以前はパイロットして精気がみなぎっていたのに、影も形もない。
「わだじは今までなんてことを」
彼は体中の水分が流れ出るんじゃないかと思うぐらい、大量の涙を流していた。
「その罪を贖う方法があるよ。だから、あなたが知っていることを教えて」
リコリスさんが聖母を想わす声色で男を優しく諭した。
それは罪人に赦しを与える聖母のようだった。
だが、騙されてはいけない。彼女も彼をこんな風に変えた共犯者なのだ。
リコリスさんは僕らと違って優しいので、いつもならこういうことに加担しないが、今回は事情が違う。

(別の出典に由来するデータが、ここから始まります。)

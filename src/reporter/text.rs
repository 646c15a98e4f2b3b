use crate::types::{Dataset, PlacementState, Slot, DAYS_PER_WEEK, SLOTS_PER_DAY};
use crate::validator::ValidationReport;
use colored::Colorize;
use itertools::Itertools;

/// A day/slot grid of the final matrix plus the diagnostics collected
/// while validating it, rendered for terminal output.
pub fn generate_text_report(dataset: &Dataset, state: &PlacementState, report: &ValidationReport) -> String {
    let mut lines = Vec::new();

    lines.push("=".repeat(60));
    lines.push(format!("  TIMETABLE — {}", report.year));
    lines.push("=".repeat(60));
    lines.push(String::new());

    if report.is_feasible {
        lines.push("feasibility: OK".green().to_string());
    } else {
        lines.push(
            format!("feasibility: FAILED (hard cost {:.1})", report.hard_cost)
                .red()
                .to_string(),
        );
    }
    lines.push(format!("idle slots (groups): {:.2}", report.empty_space_groups));
    lines.push(format!("idle slots (teachers): {:.2}", report.empty_space_teachers));
    lines.push(format!("guaranteed free hour: {}", report.has_free_hour));
    lines.push(String::new());

    for day in 0..DAYS_PER_WEEK {
        let day_name = Slot::from_row(day * SLOTS_PER_DAY).day_name();
        lines.push(format!("-- {day_name} --"));
        for slot in 0..SLOTS_PER_DAY {
            let row = day * SLOTS_PER_DAY + slot;
            let cells = state
                .matrix
                .row(row)
                .iter()
                .map(|cell| match cell {
                    Some(id) => dataset.class(*id).subject.clone(),
                    None => "-".dimmed().to_string(),
                })
                .join(" | ");
            lines.push(format!("  [{slot:>2}] {cells}"));
        }
    }

    lines.push(String::new());
    if report.diagnostics.is_empty() {
        lines.push("diagnostics: none".to_string());
    } else {
        lines.push(format!("diagnostics ({}):", report.diagnostics.len()));
        for d in &report.diagnostics {
            lines.push(format!("  ! {d}"));
        }
    }

    lines.join("\n")
}

/// A one-line summary, for a quick print after a run.
pub fn print_summary(report: &ValidationReport) {
    println!();
    if report.is_feasible {
        println!("{}", format!("{} feasible", report.year).green().bold());
    } else {
        println!("{}", format!("{} NOT feasible", report.year).red().bold());
    }
    println!("  hard cost:   {:.1}", report.hard_cost);
    println!("  free hour:   {}", report.has_free_hour);
    println!("  diagnostics: {}", report.diagnostics.len());
    println!();
}

#[cfg(test)]
mod tests {
    use super::*;
    use crate::scheduler::data_builder::build_dataset;
    use crate::scheduler::lecture_placer::place_lectures;
    use crate::types::{Config, SubjectConfig, Year, YearConfig};
    use crate::validator::validate;
    use std::collections::BTreeMap;

    #[test]
    fn report_contains_one_line_per_day() {
        let mut years = BTreeMap::new();
        years.insert(
            Year::Sy,
            YearConfig {
                semester: None,
                subjects: vec![SubjectConfig {
                    name: "Algebra".to_string(),
                    hours: 1,
                    labs: 0,
                    lab_name: None,
                    lab_hours: 0,
                }],
            },
        );
        let mut batches = BTreeMap::new();
        batches.insert(Year::Sy, 1);
        let cfg = Config {
            num_classrooms: 1,
            num_labs: 0,
            lab_names: None,
            batches,
            timings: Default::default(),
            years,
        };
        let dataset = build_dataset(&cfg, Year::Sy);
        let mut state = PlacementState::new(&dataset);
        let mut diags = Vec::new();
        place_lectures(&dataset, &mut state, Year::Sy, &mut diags);
        let report = validate(&dataset, &state, Year::Sy);

        let text = generate_text_report(&dataset, &state, &report);
        for day in ["Monday", "Tuesday", "Wednesday", "Thursday", "Friday"] {
            assert!(text.contains(day));
        }
    }
}
use serde::{Deserialize, Serialize};
use std::collections::BTreeMap;

/// An academic year sharing the classroom/lab pool with the others.
#[derive(Debug, Clone, Copy, PartialEq, Eq, PartialOrd, Ord, Hash, Serialize, Deserialize)]
pub enum Year {
    #[serde(rename = "SY")]
    Sy,
    #[serde(rename = "TY")]
    Ty,
    #[serde(rename = "BTech")]
    BTech,
}

impl Year {
    pub fn key(self) -> &'static str {
        match self {
            Year::Sy => "SY",
            Year::Ty => "TY",
            Year::BTech => "BTech",
        }
    }

    /// Fixed reconciliation priority: earlier years are immutable to
    /// later ones. `DataBuilder`/CLI callers may still pass a different
    /// subset or order explicitly; this is only the crate's default.
    pub fn default_priority_order() -> [Year; 3] {
        [Year::Sy, Year::Ty, Year::BTech]
    }
}

impl std::fmt::Display for Year {
    fn fmt(&self, f: &mut std::fmt::Formatter<'_>) -> std::fmt::Result {
        write!(f, "{}", self.key())
    }
}

/// One subject's weekly demand for a year: `hours` lecture sessions and
/// `labs` lab sessions of `lab_hours` slots each.
#[derive(Debug, Clone, Serialize, Deserialize)]
pub struct SubjectConfig {
    pub name: String,
    #[serde(default)]
    pub hours: i64,
    #[serde(default)]
    pub labs: i64,
    #[serde(default)]
    pub lab_name: Option<String>,
    #[serde(default)]
    pub lab_hours: i64,
}

/// Per-year subject list plus a free-form label the core never inspects.
#[derive(Debug, Clone, Default, Serialize, Deserialize)]
pub struct YearConfig {
    #[serde(default)]
    pub semester: Option<String>,
    #[serde(default)]
    pub subjects: Vec<SubjectConfig>,
}

/// Day window, informational only: the grid itself is fixed at twelve
/// slot columns regardless of these values.
#[derive(Debug, Clone, Serialize, Deserialize)]
pub struct TimingsConfig {
    #[serde(default = "default_start")]
    pub start: String,
    #[serde(default = "default_end")]
    pub end: String,
    #[serde(default = "default_short_break")]
    pub short_break_min: u32,
    #[serde(default = "default_lunch_break")]
    pub lunch_break_min: u32,
}

fn default_start() -> String {
    "09:00".to_string()
}
fn default_end() -> String {
    "17:00".to_string()
}
fn default_short_break() -> u32 {
    10
}
fn default_lunch_break() -> u32 {
    45
}

impl Default for TimingsConfig {
    fn default() -> Self {
        Self {
            start: default_start(),
            end: default_end(),
            short_break_min: default_short_break(),
            lunch_break_min: default_lunch_break(),
        }
    }
}

/// The whole in-memory configuration `DataBuilder` expands into datasets.
/// Raw file parsing into this shape is the CLI's concern (`src/parser`);
/// the core always receives an already-validated value of this type.
#[derive(Debug, Clone, Default, Serialize, Deserialize)]
pub struct Config {
    #[serde(default)]
    pub num_classrooms: i64,
    #[serde(default)]
    pub num_labs: i64,
    #[serde(default)]
    pub lab_names: Option<Vec<String>>,
    #[serde(default)]
    pub batches: BTreeMap<Year, i64>,
    #[serde(default)]
    pub timings: TimingsConfig,
    #[serde(default)]
    pub years: BTreeMap<Year, YearConfig>,
}

impl Config {
    pub fn batch_count(&self, year: Year) -> usize {
        self.batches.get(&year).copied().unwrap_or(0).max(0) as usize
    }

    pub fn year(&self, year: Year) -> YearConfig {
        self.years.get(&year).cloned().unwrap_or_default()
    }
}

ミドリを毒で苦しめた共和国に対して、彼女も相当怒っているのだ。
彼は懺悔するかの如く自身が知る情報を教えてくれた。
いちいち泣き喚くせいで、若干聞き取りにくかったのが難点だった。
彼は重要な情報を握っていた。
共和国が殺そうとするのも当然だ。
まずは新機獣について。
あの機獣の名前はスコーピロイドというそうだ。
スコーピロイドは自然界に生まれた機獣ではない。
錬金を用いて、人工的に作り出した機獣なのだそうだ。
共和国では錬金獣と呼ばれているらしい。
スコーピロイドは唯一の成功例であり、現在も開発が進められているそうだ。
錬金獣が生まれた発端は共和国内で古代文明の遺跡が発見されたことにある。
遺跡から超大型の錬金装置が見つかったらしい。
その装置は異なる種類の機獣のケルンを錬金によって、合成することを可能にする代物で、錬金獣はこれによって生み出されたそうだ。
あの機獣の素性はなんとなく予想はできていた。
スコーピロイドと交信を試みたんだけど、複数の心を感じられたのだ。まるで一つの器に複数の心があるみたいに。
彼らの心には痛み、苦しみ、悲しみを中心とした様々な負の感情が渦巻いていた。
その中でも全ての心に共通している物がある。
それは憎悪だ。
その心はいずれも人間への激しい憎悪に染まっていた。
長時間、交信を試みていたら、僕の頭がおかしくなっていたに違いない。
パイロットの話では、スコーピロイドが初めて錬金され、ケルンから肉体が再生された時、その場にいた研究者たちを殺し尽くしたそうだ。
その討伐にはかなりの戦力を消費したらしい。
修復しなくても助かった。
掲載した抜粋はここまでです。